● **PROBLEM DETAILS**: Only the lines from the top of the data through the line containing "i += line[i..].chars().next().map_or(1, char::len_utf8);" should be duplicated, exactly as they appear.

● **SOURCE DATA**:
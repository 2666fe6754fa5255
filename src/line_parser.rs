//! Parser for the text lines the board prints on its serial port.
//!
//! Firmware revisions disagree on the format, so the parser accepts keyed
//! values (`V=2.97`, `Voltaje: 2.97 V | pH: 7.01`), comma separated pairs
//! (`V,2.97,pH,7.01`), JSON objects and bare numbers.

use serde_json::{Map, Value};

use crate::data_models::LineReading;

#[derive(Debug, Copy, Clone, PartialEq, Eq)]
enum Field {
    Voltage,
    RawAdc,
    RawTemperature,
    Ph,
}

fn field_for_key(key: &str) -> Option<Field> {
    match key.to_ascii_lowercase().as_str() {
        "v" | "volt" | "volts" | "voltage" | "voltaje" | "real voltage" | "vin" => {
            Some(Field::Voltage)
        }
        "adc" | "raw" | "dat" | "code" => Some(Field::RawAdc),
        "t" | "temp" | "itemp" | "temperature" | "temperatura" => Some(Field::RawTemperature),
        "ph" => Some(Field::Ph),
        _ => None,
    }
}

fn trim_key(s: &str) -> &str {
    s.trim_matches(|c: char| c.is_whitespace() || matches!(c, ':' | '=' | '"' | '\'' | '{' | '}'))
}

/// Resolves the key for a number from the text between it and the previous number.
fn key_field(prefix: &str) -> Option<Field> {
    let segment = prefix
        .rsplit(|c: char| matches!(c, ',' | ';' | '|' | '\t'))
        .map(trim_key)
        .find(|s| !s.is_empty())?;
    field_for_key(segment).or_else(|| {
        segment
            .split_whitespace()
            .last()
            .map(trim_key)
            .and_then(field_for_key)
    })
}

/// Finds every number in `line` as `(start, end, value)` byte ranges.
fn scan_numbers(line: &str) -> Vec<(usize, usize, f32)> {
    let bytes = line.as_bytes();
    let len = bytes.len();
    let digit_at = |k: usize| k < len && bytes[k].is_ascii_digit();
    let mut numbers = Vec::new();
    let mut i = 0;
    while i < len {
        let start = i;
        // 紧跟字母的数字属于单词（如 ch1、pH2）
        let glued = line[..start]
            .chars()
            .next_back()
            .is_some_and(|c| c.is_alphanumeric() || c == '_');
        let mut j = i;
        if matches!(bytes[j], b'+' | b'-') {
            j += 1;
        }
        if glued || !digit_at(j) {
            i += line[i..].chars().next().map_or(1, char::len_utf8);
            continue;
        }
        while digit_at(j) {
            j += 1;
        }
        if j < len && bytes[j] == b'.' && digit_at(j + 1) {
            j += 1;
            while digit_at(j) {
                j += 1;
            }
        }
        if j < len && matches!(bytes[j], b'e' | b'E') {
            let mut k = j + 1;
            if k < len && matches!(bytes[k], b'+' | b'-') {
                k += 1;
            }
            if digit_at(k) {
                while digit_at(k) {
                    k += 1;
                }
                j = k;
            }
        }
        if let Ok(value) = line[start..j].parse::<f32>() {
            numbers.push((start, j, value));
        }
        i = j;
    }
    numbers
}

fn assign(reading: &mut LineReading, field: Field, value: f32) {
    let slot = match field {
        Field::Voltage => &mut reading.voltage,
        Field::RawAdc => &mut reading.raw_adc,
        Field::RawTemperature => &mut reading.raw_temperature,
        Field::Ph => &mut reading.device_ph,
    };
    if slot.is_none() {
        *slot = Some(value);
    }
}

fn parse_json(line: &str) -> Option<LineReading> {
    let object: Map<String, Value> = serde_json::from_str(line).ok()?;
    let mut reading = LineReading::default();
    for (key, value) in &object {
        if let (Some(field), Some(x)) = (field_for_key(key.trim()), value.as_f64()) {
            assign(&mut reading, field, x as f32);
        }
    }
    (!reading.is_empty()).then_some(reading)
}

/// Parses one firmware line. Returns `None` when it carries no number.
///
/// Without any recognised key the first number is taken as the voltage.
pub fn parse_line(line: &str) -> Option<LineReading> {
    let line = line.trim();
    if line.is_empty() {
        return None;
    }
    if line.starts_with('{') {
        if let Some(reading) = parse_json(line) {
            return Some(reading);
        }
    }

    let numbers = scan_numbers(line);
    let mut reading = LineReading::default();
    let mut prev_end = 0;
    for &(start, end, value) in &numbers {
        if let Some(field) = key_field(&line[prev_end..start]) {
            assign(&mut reading, field, value);
        }
        prev_end = end;
    }
    if reading.is_empty() {
        reading.voltage = Some(numbers.first()?.2);
    }
    Some(reading)
}
pub mod acquisition_handlers;
pub mod acquisition_types;
pub mod calibration;
pub mod config;
pub mod data_models;
pub mod error;
pub mod history;
pub mod line_parser;
pub mod monitor;
pub mod monitor_handlers;
pub mod mqtt_handlers;
pub mod serial_port;
pub mod utils;

pub use error::{Error, Result};
pub use utils::{itemp2cal, raw2volt};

● **WRITTEN SOLUTION**:
repository 2666fe6754fa5255
filename src/line_parser.rs
//! Parser for the text lines the board prints on its serial port.
//!
//! Firmware revisions disagree on the format, so the parser accepts keyed
//! values (`V=2.97`, `Voltaje: 2.97 V | pH: 7.01`), comma separated pairs
//! (`V,2.97,pH,7.01`), JSON objects and bare numbers.

use serde_json::{Map, Value};

use crate::data_models::LineReading;

#[derive(Debug, Copy, Clone, PartialEq, Eq)]
enum Field {
    Voltage,
    RawAdc,
    RawTemperature,
    Ph,
}

fn field_for_key(key: &str) -> Option<Field> {
    match key.to_ascii_lowercase().as_str() {
        "v" | "volt" | "volts" | "voltage" | "voltaje" | "real voltage" | "vin" => {
            Some(Field::Voltage)
        }
        "adc" | "raw" | "dat" | "code" => Some(Field::RawAdc),
        "t" | "temp" | "itemp" | "temperature" | "temperatura" => Some(Field::RawTemperature),
        "ph" => Some(Field::Ph),
        _ => None,
    }
}

fn trim_key(s: &str) -> &str {
    s.trim_matches(|c: char| c.is_whitespace() || matches!(c, ':' | '=' | '"' | '\'' | '{' | '}'))
}

/// Resolves the key for a number from the text between it and the previous number.
fn key_field(prefix: &str) -> Option<Field> {
    let segment = prefix
        .rsplit(|c: char| matches!(c, ',' | ';' | '|' | '\t'))
        .map(trim_key)
        .find(|s| !s.is_empty())?;
    field_for_key(segment).or_else(|| {
        segment
            .split_whitespace()
            .last()
            .map(trim_key)
            .and_then(field_for_key)
    })
}

/// Finds every number in `line` as `(start, end, value)` byte ranges.
fn scan_numbers(line: &str) -> Vec<(usize, usize, f32)> {
    let bytes = line.as_bytes();
    let len = bytes.len();
    let digit_at = |k: usize| k < len && bytes[k].is_ascii_digit();
    let mut numbers = Vec::new();
    let mut i = 0;
    while i < len {
        let start = i;
        // 紧跟字母的数字属于单词（如 ch1、pH2）
        let glued = line[..start]
            .chars()
            .next_back()
            .is_some_and(|c| c.is_alphanumeric() || c == '_');
        let mut j = i;
        if matches!(bytes[j], b'+' | b'-') {
            j += 1;
        }
        if glued || !digit_at(j) {
            i += line[i..].chars().next().map_or(1, char::len_utf8);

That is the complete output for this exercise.